* _TASK ITEM_
Give back all the records below, unaltered.

(Data records)
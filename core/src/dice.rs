use rand::prelude::*;

/// Source of every random draw the engine makes: die rolls, uniform picks
/// (mystery effect, swap partner) and the fortune coin flip. Injectable so
/// tests can script exact sequences.
pub trait DiceSource {
    /// Uniform die value in `1..=6`.
    fn die(&mut self) -> u8;

    /// Uniform index in `0..n`. Callers never pass `n == 0`.
    fn pick(&mut self, n: usize) -> usize;

    /// Fair coin flip.
    fn coin(&mut self) -> bool;
}

/// Production source backed by a seeded [`SmallRng`]. Equal seeds replay
/// equal games.
#[derive(Clone, Debug)]
pub struct RandomDice {
    rng: SmallRng,
}

impl RandomDice {
    pub fn new(seed: u64) -> Self {
        Self {
            rng: SmallRng::seed_from_u64(seed),
        }
    }
}

impl DiceSource for RandomDice {
    fn die(&mut self) -> u8 {
        self.rng.random_range(1..=6)
    }

    fn pick(&mut self, n: usize) -> usize {
        self.rng.random_range(0..n)
    }

    fn coin(&mut self) -> bool {
        self.rng.random_bool(0.5)
    }
}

* _OUTPUT FOR THIS EXERCISE_
filename core/src/dice.rs
use rand::prelude::*;

/// Source of every random draw the engine makes: die rolls, uniform picks
/// (mystery effect, swap partner) and the fortune coin flip. Injectable so
/// tests can script exact sequences.
pub trait DiceSource {
    /// Uniform die value in `1..=6`.
    fn die(&mut self) -> u8;

    /// Uniform index in `0..n`. Callers never pass `n == 0`.
    fn pick(&mut self, n: usize) -> usize;

    /// Fair coin flip.
    fn coin(&mut self) -> bool;
}

/// Production source backed by a seeded [`SmallRng`]. Equal seeds replay
/// equal games.
#[derive(Clone, Debug)]
pub struct RandomDice {
    rng: SmallRng,
}

impl RandomDice {
    pub fn new(seed: u64) -> Self {
        Self {
            rng: SmallRng::seed_from_u64(seed),
        }
    }
}

impl DiceSource for RandomDice {
    fn die(&mut self) -> u8 {
        self.rng.random_range(1..=6)
    }

    fn pick(&mut self, n: usize) -> usize {
        self.rng.random_range(0..n)
    }

    fn coin(&mut self) -> bool {
        self.rng.random_bool(0.5)
    }
}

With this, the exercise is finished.